## [HOW TO COMPLETE THIS TASK]
Print the records below word for word, beginning with the first line and ending once the line containing "#[derive(Parser, Debug)]" is printed.

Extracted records
//! extract_frames - export one image topic of a sensor-log archive as
//! timestamped JPEG files

use anyhow::{anyhow, Result};
use clap::Parser;
use std::io::IsTerminal;
use std::path::PathBuf;

use framesift::extract::{export_frames, FrameSource, SyntheticSource};

#[path = "../ui.rs"]
mod ui;

#[derive(Parser, Debug)]
#[command(author, version, about)]
struct Args {
    /// Archive location. `stub://` archives generate synthetic frames.
    #[arg(long, default_value = "stub://demo")]
    archive: String,
    /// Image topic to export.
    #[arg(long, default_value = "/camera/color/image_raw")]
    topic: String,
    /// Directory to write the frame files into.
    #[arg(long, default_value = "./converted")]
    export_dir: PathBuf,
    /// Number of frames emitted by `stub://` archives.
    #[arg(long, default_value_t = 10)]
    stub_frames: u64,
    /// UI mode for stderr progress (auto|plain|pretty)
    #[arg(long, default_value = "auto", value_name = "MODE")]
    ui: String,
}

fn open_source(args: &Args) -> Result<Box<dyn FrameSource>> {
    if args.archive.starts_with("stub://") {
        // One frame per second starting 2025-02-21 15:46:30 UTC.
        return Ok(Box::new(SyntheticSource::new(
            1_740_152_790_000_000_000,
            1_000_000_000,
            args.stub_frames,
        )));
    }
    Err(anyhow!(
        "no reader is built in for archive {}; adapt your log reader for topic {} to framesift::extract::FrameSource",
        args.archive,
        args.topic,
    ))
}

fn main() -> Result<()> {
    env_logger::Builder::from_env(env_logger::Env::default().default_filter_or("info")).init();
    let args = Args::parse();
    let is_tty = std::io::stderr().is_terminal();
    let stdout_is_tty = std::io::stdout().is_terminal();
    let ui = ui::Ui::from_args(Some(&args.ui), is_tty, !stdout_is_tty);

    let mut source = open_source(&args)?;
    let written = {
        let _stage = ui.stage("Export frames");
        export_frames(source.as_mut(), &args.export_dir)?
    };

    println!("exported {} frames to {}", written, args.export_dir.display());
    Ok(())
}
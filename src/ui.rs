use indicatif::{ProgressBar, ProgressDrawTarget, ProgressStyle};
use std::time::{Duration, Instant};

#[derive(Clone, Copy, Debug)]
pub enum UiMode {
    Auto,
    Plain,
    Pretty,
}

#[derive(Clone, Debug)]
pub struct Ui {
    mode: UiMode,
    is_tty: bool,
    disable_pretty: bool,
}

impl Ui {
    pub fn new(mode: UiMode, is_tty: bool, disable_pretty: bool) -> Self {
        Self {
            mode,
            is_tty,
            disable_pretty,
        }
    }

    pub fn from_args(ui_flag: Option<&str>, is_tty: bool, disable_pretty: bool) -> Self {
        let mode = match ui_flag {
            Some("plain") => UiMode::Plain,
            Some("pretty") => UiMode::Pretty,
            _ => UiMode::Auto,
        };
        Self::new(mode, is_tty, disable_pretty)
    }

    fn use_pretty(&self) -> bool {
        self.is_tty
            && match self.mode {
                UiMode::Pretty => true,
                UiMode::Auto => !self.disable_pretty,
                UiMode::Plain => false,
            }
    }

    pub fn stage(&self, name: &str) -> StageGuard {
        if self.use_pretty() {
            let spinner = ProgressBar::new_spinner();
            spinner.set_draw_target(ProgressDrawTarget::stderr());
            spinner.enable_steady_tick(Duration::from_millis(120));
            let style = ProgressStyle::with_template("{spinner} {msg}")
                .unwrap_or_else(|_| ProgressStyle::default_spinner());
            spinner.set_style(style);
            spinner.set_message(format!("{name}…"));
            StageGuard::new(name.to_string(), Some(spinner))
        } else {
            eprintln!("==> {}", name);
            StageGuard::new(name.to_string(), None)
        }
    }

    /// Stage with a known item total, for per-frame batch loops.
    pub fn counted(&self, name: &str, total: u64) -> CountedGuard {
        if self.use_pretty() {
            let bar = ProgressBar::new(total);
            bar.set_draw_target(ProgressDrawTarget::stderr());
            let style = ProgressStyle::with_template("{bar:30} {pos}/{len} {msg}")
                .unwrap_or_else(|_| ProgressStyle::default_bar());
            bar.set_style(style);
            bar.set_message(name.to_string());
            CountedGuard::new(name.to_string(), Some(bar))
        } else {
            eprintln!("==> {} ({} items)", name, total);
            CountedGuard::new(name.to_string(), None)
        }
    }
}

pub struct StageGuard {
    name: String,
    start: Instant,
    spinner: Option<ProgressBar>,
}

impl StageGuard {
    fn new(name: String, spinner: Option<ProgressBar>) -> Self {
        Self {
            name,
            start: Instant::now(),
            spinner,
        }
    }
}

impl Drop for StageGuard {
    fn drop(&mut self) {
        let elapsed = self.start.elapsed();
        let message = format!("✔ {} ({})", self.name, format_duration(elapsed));
        if let Some(spinner) = &self.spinner {
            spinner.finish_with_message(message);
        } else {
            eprintln!("{message}");
        }
    }
}

pub struct CountedGuard {
    name: String,
    start: Instant,
    bar: Option<ProgressBar>,
}

impl CountedGuard {
    fn new(name: String, bar: Option<ProgressBar>) -> Self {
        Self {
            name,
            start: Instant::now(),
            bar,
        }
    }

    pub fn advance(&self) {
        if let Some(bar) = &self.bar {
            bar.inc(1);
        }
    }
}

impl Drop for CountedGuard {
    fn drop(&mut self) {
        let elapsed = self.start.elapsed();
        let message = format!("✔ {} ({})", self.name, format_duration(elapsed));
        if let Some(bar) = &self.bar {
            bar.finish_with_message(message);
        } else {
            eprintln!("{message}");
        }
    }
}

fn format_duration(duration: Duration) -> String {
    if duration.as_secs() >= 1 {
        format!("{:.2}s", duration.as_secs_f64())
    } else {
        format!("{}ms", duration.as_millis())
    }
}
use anyhow::{anyhow, Result};
use serde::Deserialize;
use std::path::{Path, PathBuf};

use crate::error::ConfigError;

const DEFAULT_CLASSES: &[&str] = &["truck", "car"];
const DEFAULT_CONFIDENCE: f32 = 0.5;
const DEFAULT_SCRATCH_DIR: &str = "/tmp/framesift-scratch";
const DEFAULT_MODEL_PATH: &str = "yolo11n.onnx";
const DEFAULT_INPUT_WIDTH: u32 = 640;
const DEFAULT_INPUT_HEIGHT: u32 = 640;

#[derive(Debug, Deserialize, Default)]
struct PipelineConfigFile {
    classes: Option<Vec<String>>,
    detector: Option<DetectorConfigFile>,
}

#[derive(Debug, Deserialize, Default)]
struct DetectorConfigFile {
    model_path: Option<PathBuf>,
    confidence: Option<f32>,
    scratch_dir: Option<PathBuf>,
    input_width: Option<u32>,
    input_height: Option<u32>,
}

/// Startup configuration for the batch detector.
///
/// Loaded once in `main`: optional JSON file named by `FRAMESIFT_CONFIG`,
/// then env-var overrides, then validation. Paths on the CLI take precedence
/// over everything here.
#[derive(Debug, Clone)]
pub struct PipelineConfig {
    /// Class catalog, in column order.
    pub classes: Vec<String>,
    pub detector: DetectorSettings,
}

#[derive(Debug, Clone)]
pub struct DetectorSettings {
    pub model_path: PathBuf,
    pub confidence: f32,
    pub scratch_dir: PathBuf,
    pub input_width: u32,
    pub input_height: u32,
}

impl PipelineConfig {
    pub fn load() -> Result<Self> {
        let config_path = std::env::var("FRAMESIFT_CONFIG").ok();
        let file_cfg = match config_path.as_deref() {
            Some(path) => Some(read_config_file(Path::new(path))?),
            None => None,
        };
        let mut cfg = Self::from_file(file_cfg.unwrap_or_default());
        cfg.apply_env()?;
        cfg.validate()?;
        Ok(cfg)
    }

    fn from_file(file: PipelineConfigFile) -> Self {
        let classes = file
            .classes
            .unwrap_or_else(|| DEFAULT_CLASSES.iter().map(|s| s.to_string()).collect());
        let detector = DetectorSettings {
            model_path: file
                .detector
                .as_ref()
                .and_then(|d| d.model_path.clone())
                .unwrap_or_else(|| PathBuf::from(DEFAULT_MODEL_PATH)),
            confidence: file
                .detector
                .as_ref()
                .and_then(|d| d.confidence)
                .unwrap_or(DEFAULT_CONFIDENCE),
            scratch_dir: file
                .detector
                .as_ref()
                .and_then(|d| d.scratch_dir.clone())
                .unwrap_or_else(|| PathBuf::from(DEFAULT_SCRATCH_DIR)),
            input_width: file
                .detector
                .as_ref()
                .and_then(|d| d.input_width)
                .unwrap_or(DEFAULT_INPUT_WIDTH),
            input_height: file
                .detector
                .and_then(|d| d.input_height)
                .unwrap_or(DEFAULT_INPUT_HEIGHT),
        };
        Self { classes, detector }
    }

    fn apply_env(&mut self) -> Result<()> {
        if let Ok(classes) = std::env::var("FRAMESIFT_CLASSES") {
            let parsed = split_csv(&classes);
            if !parsed.is_empty() {
                self.classes = parsed;
            }
        }
        if let Ok(path) = std::env::var("FRAMESIFT_MODEL_PATH") {
            if !path.trim().is_empty() {
                self.detector.model_path = PathBuf::from(path);
            }
        }
        if let Ok(path) = std::env::var("FRAMESIFT_SCRATCH_DIR") {
            if !path.trim().is_empty() {
                self.detector.scratch_dir = PathBuf::from(path);
            }
        }
        if let Ok(confidence) = std::env::var("FRAMESIFT_CONFIDENCE") {
            self.detector.confidence = confidence
                .trim()
                .parse()
                .map_err(|_| anyhow!("FRAMESIFT_CONFIDENCE must be a number in (0, 1]"))?;
        }
        Ok(())
    }

    fn validate(&mut self) -> Result<()> {
        if self.classes.is_empty() {
            return Err(ConfigError::EmptyCatalog.into());
        }
        for class in &mut self.classes {
            let trimmed = class.trim();
            if trimmed.is_empty() {
                return Err(ConfigError::EmptyCatalog.into());
            }
            *class = trimmed.to_string();
        }
        let confidence = self.detector.confidence;
        if !(confidence > 0.0 && confidence <= 1.0) {
            return Err(ConfigError::InvalidConfidence { value: confidence }.into());
        }
        Ok(())
    }
}

fn read_config_file(path: &Path) -> Result<PipelineConfigFile> {
    let raw = std::fs::read_to_string(path)
        .map_err(|e| anyhow!("failed to read config file {}: {}", path.display(), e))?;
    let cfg = serde_json::from_str(&raw)
        .map_err(|e| anyhow!("invalid config file {}: {}", path.display(), e))?;
    Ok(cfg)
}

fn split_csv(value: &str) -> Vec<String> {
    value
        .split(',')
        .map(|entry| entry.trim())
        .filter(|entry| !entry.is_empty())
        .map(|entry| entry.to_string())
        .collect()
}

## [OUTPUT]
//! extract_frames - export one image topic of a sensor-log archive as
//! timestamped JPEG files

use anyhow::{anyhow, Result};
use clap::Parser;
use std::io::IsTerminal;
use std::path::PathBuf;

use framesift::extract::{export_frames, FrameSource, SyntheticSource};

#[path = "../ui.rs"]
mod ui;

#[derive(Parser, Debug)]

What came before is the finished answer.